Let $\{M^{(n)}\}$ a Cauchy sequence in $X_1$. Then $\sup_{0\leq t\leq T}|M_t^{(n)}-M_t^{(m)}|\to 0$ when $m,n\to +\infty$ in $L^2(P)$. In particular, for each $t$ fixed in $[0,T]$, the sequence $\{M_t^{(n)}\}$ is Cauchy in $L^2(P)$. Since this space is complete, we can define $M_t$ as the limit in $L^2(P)$ of this sequence.
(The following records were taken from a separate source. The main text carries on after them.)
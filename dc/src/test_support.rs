//! Test-only helpers: document builders, session fixtures, a scratch git
//! repository, and an in-memory [`VcsGateway`].

use std::cell::RefCell;
use std::collections::{BTreeMap, BTreeSet};
use std::fs;
use std::path::{Path, PathBuf};
use std::process::Command;

use anyhow::{Context, Result, anyhow, bail};
use serde_json::{Map, json};
use tempfile::TempDir;

use crate::core::scope::path_within_prefix;
use crate::core::types::{COMMIT_POLICY_END_OF_DIRECTIVE, DirectiveStatus, MergeStatus, TaskStatus};
use crate::documents::{
    AllowedFile, DIRECTIVE_KIND, DirectiveDoc, DirectiveMeta, HANDOFF_KIND, Handoff, HandoffDoc,
    SCHEMA_VERSION, TASK_KIND, TaskBody, TaskDoc, TaskMeta, ValidationPlan,
};
use crate::engine::Workspace;
use crate::io::config::DcConfig;
use crate::io::git::VcsGateway;
use crate::io::policy::{
    BOOTSTRAP_FROM_LOCAL_BASE, CORE_POLICY_FILE, LIFECYCLE_POLICY_FILE, LifecyclePolicy,
    POLICY_KIND,
};
use crate::io::session::{Session, load_session, write_json};
use crate::io::validator::MetadataValidator;

/// Fixed date prefix for fixture session directories.
pub const SESSION_PREFIX: &str = "26-01-15_";

/// Schema-valid directive meta on `feat/<slug>` based on `dev`.
pub fn directive_meta(slug: &str) -> DirectiveMeta {
    DirectiveMeta {
        id: uuid::Uuid::new_v4().to_string(),
        directive_slug: slug.to_string(),
        title: format!("{slug} title"),
        status: DirectiveStatus::Todo,
        bucket: "todo".to_string(),
        owner: None,
        assignee: None,
        priority: "medium".to_string(),
        session_priority: "medium".to_string(),
        directive_branch: format!("feat/{slug}"),
        directive_base_branch: "dev".to_string(),
        directive_merge_status: MergeStatus::Open,
        commit_policy: COMMIT_POLICY_END_OF_DIRECTIVE.to_string(),
        goals: Vec::new(),
        depends_on: Vec::new(),
        blocked_by: Vec::new(),
        related: Vec::new(),
        created: "2026-01-15T00:00:00Z".to_string(),
        updated: "2026-01-15T00:00:00Z".to_string(),
        extra: Map::new(),
    }
}

pub fn directive_doc(slug: &str) -> DirectiveDoc {
    DirectiveDoc {
        kind: DIRECTIVE_KIND.to_string(),
        schema_version: SCHEMA_VERSION.to_string(),
        meta: directive_meta(slug),
        extra: Map::new(),
    }
}
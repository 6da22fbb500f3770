//! Diagnostic tracing for lifecycle commands.
//!
//! Tracing goes to stderr and is controlled by `RUST_LOG`. Command results
//! (step logs, outcomes, the pause marker) are printed to stdout by the CLI.

use tracing_subscriber::{EnvFilter, fmt, layer::SubscriberExt, util::SubscriberInitExt};

/// Initialize the tracing subscriber.
///
/// Reads `RUST_LOG`; defaults to `dc=info,warn`.
///
/// # Example
/// ```bash
/// RUST_LOG=dc=debug dc directive start --session 26-01-15_vendor-table
/// ```
pub fn init() {
    let filter =
        EnvFilter::try_from_default_env().unwrap_or_else(|_| EnvFilter::new("dc=info,warn"));

    tracing_subscriber::registry()
        .with(filter)
        .with(fmt::layer().with_writer(std::io::stderr).compact())
        .init();
}
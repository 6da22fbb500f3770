//! Cross-document invariants not expressible via JSON Schema.

use crate::core::types::{TaskStatus, Verdict};
use crate::documents::{DirectiveMeta, Handoff, TaskDoc};
use crate::error::LifecycleError;

/// Directive keys a lifecycle command depends on.
#[derive(Debug, Clone, Copy, PartialEq, Eq)]
pub enum LifecycleKey {
    DirectiveBranch,
    BaseBranch,
    CommitPolicy,
}

impl LifecycleKey {
    fn name(self) -> &'static str {
        match self {
            LifecycleKey::DirectiveBranch => "directive_branch",
            LifecycleKey::BaseBranch => "directive_base_branch",
            LifecycleKey::CommitPolicy => "commit_policy",
        }
    }

    fn value(self, meta: &DirectiveMeta) -> &str {
        match self {
            LifecycleKey::DirectiveBranch => &meta.directive_branch,
            LifecycleKey::BaseBranch => &meta.directive_base_branch,
            LifecycleKey::CommitPolicy => &meta.commit_policy,
        }
    }
}

/// Fail with `MetadataInvalid` naming every listed key that is blank.
pub fn require_keys(meta: &DirectiveMeta, keys: &[LifecycleKey]) -> Result<(), LifecycleError> {
    let missing: Vec<&str> = keys
        .iter()
        .filter(|key| key.value(meta).trim().is_empty())
        .map(|key| key.name())
        .collect();
    if missing.is_empty() {
        return Ok(());
    }
    Err(LifecycleError::metadata(format!(
        "directive metadata missing required keys: {}",
        missing.join(", ")
    )))
}

/// The commit policy must be one of `legal` (an empty set advertises no restriction).
pub fn check_commit_policy(commit_policy: &str, legal: &[String]) -> Result<(), LifecycleError> {
    if legal.is_empty() || legal.iter().any(|value| value == commit_policy) {
        return Ok(());
    }
    Err(LifecycleError::policy(format!(
        "unsupported commit_policy '{commit_policy}' (lifecycle policy allows: {})",
        legal.join(", ")
    )))
}

/// Bind planning output to execution input.
///
/// When `required` is set a handoff must exist; whenever one exists its
/// `directive_branch` must be present and equal the directive's.
pub fn check_handoff(
    handoff: Option<&Handoff>,
    directive_branch: &str,
    required: bool,
) -> Result<(), LifecycleError> {
    let Some(handoff) = handoff else {
        if required {
            return Err(LifecycleError::policy(
                "executor policy requires a valid <directive_slug>.handoff.json before execution",
            ));
        }
        return Ok(());
    };
    let handoff_branch = handoff.directive_branch.trim();
    if handoff_branch.is_empty() {
        return Err(LifecycleError::policy("handoff is missing directive_branch"));
    }
    if handoff_branch != directive_branch {
        return Err(LifecycleError::policy(format!(
            "handoff branch '{handoff_branch}' does not match directive metadata branch '{directive_branch}'"
        )));
    }
    Ok(())
}

/// A task may close out a directive only when it is done with passing evidence.
pub fn check_task_closed(label: &str, task: &TaskDoc) -> Result<(), LifecycleError> {
    if task.meta.status != TaskStatus::Done {
        return Err(LifecycleError::TaskIncomplete {
            task: label.to_string(),
        });
    }
    let passed = task
        .meta
        .result
        .as_ref()
        .is_some_and(|result| result.validation.status == Verdict::Pass);
    if !passed {
        return Err(LifecycleError::TaskUnvalidated {
            task: label.to_string(),
        });
    }
    Ok(())
}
Now, have have several things to check:

  • We have that for all $\varepsilon >0$, we can find $n_0$ such that if $m,n\geq n_0$ and $t\in [0,T]$ then $\lVert M_t^{(n)}-M_t^{(m)}\rVert_{L^2(P)}\leq \varepsilon$ (since $|M_t^{(n)}-M_t^{(m)}|\leq \sup_{0\leq s\leq T}|M_s^{(n)}-M_s^{(m)}|$). Taking the limit $m\to +\infty$, we get that $\lVert M-M^{(n)}\rVert_{X_1}\to 0$. Indeed, you can check, using the fact that converge in $L^2$ implies convergence of a subsequence almost everywhere, that for each subsequence it's true for a further subsequence.
  • We check that $M\in X_1$. We look at right continuity. We can find an increasing sequence $\{n_k\}$ of integers such that $\sup_{0\leq t\leq T}|M^{(n_k)}_t-M_t|\to 0$ almost everywhere (say in $\Omega'$. Fix $t_0\in [0,T]$. For $s\geq t_0$ and $\omega\in\Omega'$, we have \begin{align} |M_s(\omega)-M_{t_0}(\omega)|&\leq |M_s(\omega)-M_s^{(n_k)}(\omega)|\\ &+|M_s^{(n_k)}(\omega)-M_{t_0}^{(n_k)}(\omega)|+|M_{t_0}^{(n_k)}(\omega)-M_{t_0}(\omega)|\\ &\leq 2\sup_{0\leq t\leq T}|M_t(\omega)-M_t^{(n_k)}(\omega)|+|M_s^{(n_k)}(\omega)-M_{t_0}^{(n_k)}(\omega)|. \end{align} Now, we fix $\varepsilon>0$, and pick $k$ such that $2\sup_{0\leq t\leq T}|M_t(\omega)-M_t^{(n_k)}(\omega)|\leq \varepsilon$. Then we conclude using the right continuity of $M^{(n_k)}$. We have now to see left limit. It follows a similar argument, plus the Cauchy criterion: fix $t_0\in [0,T]$. For $s_1,s_2\leq t$ we have $$|M_{s_1}(\omega)-M_{s_2}(\omega)|\leq 2\sup_{0\leq t\leq T}|M_t(\omega)-M_t^{(n_k)}(\omega)|+|M_{s_1}^{(n_k)}(\omega)-M_{s_2}^{(n_k)}(\omega)|.$$
  • We have to check that $\{M_t\}$ is adapted. To see that, note that the set $\{\omega,\{M_t^{(n_k)}(\omega)\}\mbox{ doesn't converge}\}$ can we written as a countable intersection of countable union of elements of $\mathcal F_t$.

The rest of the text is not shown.